Dernière mise à jour 08/11/2016 13:41

15 février 1994... Albert Sports, Ashfield... 09H28...

Le magasin Albert Sports allait bientôt ouvrir ses portes. Le gérant, Rick Albert, était déjà sur les lieux pour tout mettre en place. Il ne devait rien manquer dans la vitrine, ni dans les linéaires.
Albert allait sur ses quarante-cinq ans, et il faisait tout pour s’entretenir au maximum ; il n’aurait pas accepté de laisser la vieillesse le diminuer physiquement. Il était plutôt fier de son apparence : il faisait facilement dix ans de moins que son âge.
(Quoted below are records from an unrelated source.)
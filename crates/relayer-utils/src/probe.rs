// Copyright 2022 Webb Technologies Inc.
//
// Licensed under the Apache License, Version 2.0 (the "License");
// you may not use this file except in compliance with the License.
// You may obtain a copy of the License at
//
// http://www.apache.org/licenses/LICENSE-2.0
//
// Unless required by applicable law or agreed to in writing, software
// distributed under the License is distributed on an "AS IS" BASIS,
// WITHOUT WARRANTIES OR CONDITIONS OF ANY KIND, either express or implied.
// See the License for the specific language governing permissions and
// limitations under the License.

use derive_more::Display;
/// Target for logger
pub const TARGET: &str = "confession_probe";

/// The Kind of the Probe.
#[derive(Debug, Display, Clone, Copy, PartialEq, Eq, Hash)]
pub enum Kind {
    /// When the Lifecycle of the Relayer changes, like starting or shutting down.
    #[display(fmt = "lifecycle")]
    Lifecycle,
    /// A relayed confession submission moving through its steps.
    #[display(fmt = "relayer_submit")]
    RelayerSubmit,
    /// Outcome of checking a user payment transaction.
    #[display(fmt = "payment_verify")]
    PaymentVerify,
    /// Relayer Transaction Queue state.
    #[display(fmt = "tx_queue")]
    TxQueue,
    /// Admin challenge and session events.
    #[display(fmt = "admin_auth")]
    AdminAuth,
    /// A caller hit the submission rate limit.
    #[display(fmt = "rate_limit")]
    RateLimit,
    /// Fee quote source changes.
    #[display(fmt = "fee_oracle")]
    FeeOracle,
}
Il avait toujours été le premier de sa classe dans les cours de sport : baseball, volleyball, football, tennis... il excellait dans pratiquement tout ce qu’il avait essayé. Ce magasin était un peu la concrétisation de son rêve : cela lui permettait de démontrer chaque jour les bienfaits du sport. Il n’avait rien contre ses clients, mais parfois, quand il en venait un, bedonnant et mou comme une chiffe, il avait envie de le prendre par la main et de lui dire ce qu’il pensait de son laisser-aller ; surtout les hommes... cela lui rappelait constamment ce qu’il aurait pu devenir s’il ne s’était pas pris en main dès le début.
Certes, certaines personnes étaient allergiques aux exercices physiques, il le comprenait, mais tout de même... C’était le cas de son jeune employé, Sullivan, qu’il avait déjà vainement essayé de convaincre de se muscler un peu, mais le garçon demeurait toujours aussi chétif à son goût... Ce n’était pas une très bonne image de son magasin, mais Sullivan était bien brave et il avait besoin de ce travail pour payer ses études et son loyer.
Rick était un homme bon ; devant la détresse de ce garçon, qui n’aurait sûrement pas trouvé un emploi ailleurs, il avait cédé... mais il aurait quand même aimé qu’il partage sa passion, ça leur aurait permis d’échanger leurs idées. Mais Sullivan ne semblait intéressé que par le folklore amérindien, chose dont Rick se mo-quait éperdument... Sullivan avait essayé de lui en parler un jour, mais Albert n’avait pas réussi à s’intéresser...

Sullivan ne devrait plus tarder à arriver d’ailleurs ; il arrivait toujours après lui car il n’avait pas les clefs du magasin. Rick, bien que tolérant et compréhensif, était assez maniaque en ce qui concernait le magasin et il ai-mait tout mettre en place lui même : ainsi, si quelque chose allait de travers, il ne pouvait s’en prendre qu’à lui-même.
Cependant, Sullivan semblait en retard, ce matin ; d’habitude, il était toujours là à 09h30 et là il était 09H35 passée... Il était assez pointilleux sur les horaires et le garçon l’avait habitué à la ponctualité.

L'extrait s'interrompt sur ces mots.